The French Broad recall is the one that beats the usual defense: its printed tasting guide, the tool built to help you eat safely, points to the wrong bonbon, so checking the guide doesn’t protect you here. The HiPP case is a milder version of the same problem, celeriac that’s present on the label but not called out with the emphasis it’s supposed to have, easy to skim past even when you’re reading. The rest are the ordinary kind: cashew, milk, soy, sesame, wheat, and mustard simply left off the panel. Your usual habit, read the label every time, still catches those; it just can’t catch a guide that’s wrong on its face.

Before you go

The recall notices, with photos and lot numbers, are linked on each product above. I run this sweep every week and post what an allergy household would actually want flagged.
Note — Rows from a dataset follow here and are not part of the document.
//! Run configuration, layered from an optional config file and
//! CRASHSYNC_* environment variables.

use anyhow::{Context, Result};
use serde::Deserialize;

/// Issues whose crashes are all older than this major release are tagged
/// EOL and never opened.
pub const DEFAULT_MIN_SUPPORTED_MAJOR: u32 = 15;

#[derive(Debug, Clone, Deserialize)]
pub struct SyncConfig {
    /// SQLite database holding crash specs and sync bookkeeping.
    pub telemetry_db: String,
    /// SQLite mirror of the tracker database (read-mostly).
    pub tracker_db: String,
    pub min_supported_major: u32,
    /// Base URL for links to tracker issues in notifications.
    pub tracker_issues_url: String,
    /// Base URL for crash-spec dashboard links; the sig-v2 hex is appended.
    pub dashboard_spec_url: String,
    /// Lockfile guarding against concurrent runs.
    pub lock_path: String,
    pub email: EmailConfig,
}

#[derive(Debug, Clone, Deserialize)]
pub struct EmailConfig {
    pub from: String,
    pub to: String,
    pub subject: String,
}

impl SyncConfig {
    /// Loads configuration from `path` (if given), then environment
    /// variables, over built-in defaults.
    pub fn load(path: Option<&str>) -> Result<Self> {
        let mut builder = config::Config::builder()
            .set_default("telemetry_db", "telemetry.db")?
            .set_default("tracker_db", "tracker.db")?
            .set_default("min_supported_major", DEFAULT_MIN_SUPPORTED_MAJOR as i64)?
            .set_default("tracker_issues_url", "https://tracker.ceph.com/issues/")?
            .set_default(
                "dashboard_spec_url",
                "https://telemetry.ceph.com/d/crash-spec-x-ray?var-sig_v2=",
            )?
            .set_default("lock_path", "crashsync.lock")?
            .set_default("email.from", "telemetry-bot")?
            .set_default("email.to", "telemetry@example.com")?
            .set_default("email.subject", "Telemetry crashes")?;

        if let Some(path) = path {
            builder = builder.add_source(config::File::with_name(path));
        }
        builder = builder.add_source(
            config::Environment::with_prefix("CRASHSYNC").separator("__"),
        );

        builder
            .build()
            .context("failed to load configuration")?
            .try_deserialize()
            .context("invalid configuration")
    }
}
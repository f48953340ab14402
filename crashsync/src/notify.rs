//! Notification assembly and repeat-notification suppression.
//!
//! Per-major version diffs that do not warrant a new ticket are reported by
//! email instead. Each (spec, version) pair is notified at most once across
//! runs; the suppression set is persisted through the spec store.

use anyhow::{Context, Result};
use std::collections::{BTreeMap, HashSet};
use std::io::Write;
use std::process::{Command, Stdio};

use crate::types::{CrashSpec, VersionMaxima};

/// Removes every version already notified for this spec and drops any
/// major whose list becomes empty. Idempotent: once the surviving versions
/// are recorded, a rerun filters everything out.
pub fn filter_notified(
    spec_id: i64,
    per_major: BTreeMap<String, Vec<String>>,
    already_notified: &HashSet<(i64, String)>,
) -> BTreeMap<String, Vec<String>> {
    per_major
        .into_iter()
        .filter_map(|(maj, versions)| {
            let kept: Vec<String> = versions
                .into_iter()
                .filter(|v| !already_notified.contains(&(spec_id, v.clone())))
                .collect();
            if kept.is_empty() {
                None
            } else {
                Some((maj, kept))
            }
        })
        .collect()
}

/// Message body fragment for the per-major versions that survived
/// filtering. Distinguishes an older major seen for the first time from a
/// newer minor of an already-recorded major.
pub fn per_major_message(
    per_major: &BTreeMap<String, Vec<String>>,
    maxima: &VersionMaxima,
) -> String {
    let mut text = String::new();
    for (maj, versions) in per_major {
        match maxima.per_major.get(maj) {
            None => {
                text.push_str(&format!(
                    "New crash events were reported via telemetry with an older major \
                     '{maj}' ({versions:?}) that is reported for the first time.\n"
                ));
            }
            Some(recorded_max) => {
                text.push_str(&format!(
                    "New crash events were reported via telemetry with newer versions \
                     ({versions:?}) than encountered in the tracker ({recorded_max}).\n"
                ));
            }
        }
    }
    text
}

/// Preamble for a newly opened ticket when telemetry reported versions
/// newer than anything recorded across the related issues.
pub fn new_issue_preamble(global_diff: &[String], maxima: &VersionMaxima) -> String {
    format!(
        "*New crash events were reported via telemetry with newer versions \
         ({:?}) than encountered in the tracker ({}).*\n",
        global_diff, maxima.global
    )
}

/// Tracker-issue and dashboard links appended to a notification fragment.
pub fn notification_links(
    tracker_issues_url: &str,
    dashboard_spec_url: &str,
    issue_id: i64,
    spec: &CrashSpec,
) -> String {
    format!(
        "See:\n{tracker_issues_url}{issue_id}\n{dashboard_spec_url}{}\n\n",
        spec.sig_v2_hex()
    )
}

/// Outbound email delivery. One send per run, if any text accumulated.
pub trait Notifier: Send + Sync {
    fn send(&self, body: &str) -> Result<()>;
}

/// Sends mail by piping a composed message through the local sendmail
/// binary.
pub struct SendmailNotifier {
    pub from: String,
    pub to: String,
    pub subject: String,
}

impl Notifier for SendmailNotifier {
    fn send(&self, body: &str) -> Result<()> {
        let mut child = Command::new("/usr/sbin/sendmail")
            .arg("-t")
            .stdin(Stdio::piped())
            .spawn()
            .context("failed to spawn sendmail")?;

        let message = format!(
            "From: {}\nTo: {}\nSubject: {}\n\n{}",
            self.from, self.to, self.subject, body
        );
        child
            .stdin
            .take()
            .context("sendmail stdin unavailable")?
            .write_all(message.as_bytes())
            .context("failed to write message to sendmail")?;

        let status = child.wait().context("failed to wait for sendmail")?;
        if !status.success() {
            anyhow::bail!("sendmail exited with {status}");
        }
        log::info!("  sent notification email to {}", self.to);
        Ok(())
    }
}

#[cfg(test)]
mod tests {
    use super::*;
    use std::collections::BTreeMap;

    fn per_major(entries: &[(&str, &[&str])]) -> BTreeMap<String, Vec<String>> {
        entries
            .iter()
            .map(|(maj, vs)| {
                (
                    maj.to_string(),
                    vs.iter().map(|v| v.to_string()).collect(),
                )
            })
            .collect()
    }

    #[test]
    fn filter_drops_notified_versions_and_empty_majors() {
        let diff = per_major(&[("15", &["15.2.4", "15.2.5"]), ("16", &["16.2.8"])]);
        let notified: HashSet<(i64, String)> =
            [(7, "15.2.4".to_string()), (7, "16.2.8".to_string())].into();

        let kept = filter_notified(7, diff, &notified);
        assert_eq!(kept.len(), 1);
        assert_eq!(kept.get("15").unwrap(), &vec!["15.2.5"]);
    }

    #[test]
    fn filter_only_suppresses_the_matching_spec() {
        let diff = per_major(&[("15", &["15.2.4"])]);
        let notified: HashSet<(i64, String)> = [(99, "15.2.4".to_string())].into();
        let kept = filter_notified(7, diff, &notified);
        assert_eq!(kept.get("15").unwrap(), &vec!["15.2.4"]);
    }

    #[test]
    fn filter_is_idempotent_across_runs() {
        let diff = per_major(&[("15", &["15.2.4", "15.2.5"])]);
        let mut notified = HashSet::new();

        let first = filter_notified(7, diff.clone(), &notified);
        for versions in first.values() {
            for v in versions {
                notified.insert((7, v.clone()));
            }
        }
        let second = filter_notified(7, diff, &notified);
        assert!(second.is_empty());
    }

    #[test]
    fn message_distinguishes_first_time_majors() {
        let maxima = crate::types::VersionMaxima {
            global: "16.2.2".into(),
            per_major: [("16".to_string(), "16.2.2".to_string())].into(),
        };
        let diff = per_major(&[("15", &["15.2.4"]), ("16", &["16.2.8"])]);
        let text = per_major_message(&diff, &maxima);
        assert!(text.contains("older major '15'"));
        assert!(text.contains("reported for the first time"));
        assert!(text.contains("than encountered in the tracker (16.2.2)"));
    }
}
Not medical advice. Every reaction is different, so follow the emergency action plan you built with your allergist; if you do not have one, that is the ask for your next visit. When a reaction is severe or you are not sure how bad it is, do not delay epinephrine, then call for help.

These are summaries of official recall notices from the U.S. FDA, USDA FSIS, Canada's CFIA, and the UK FSA. Each product above links to its primary source. This is reporting on public recall notices, not a substitute for medical advice.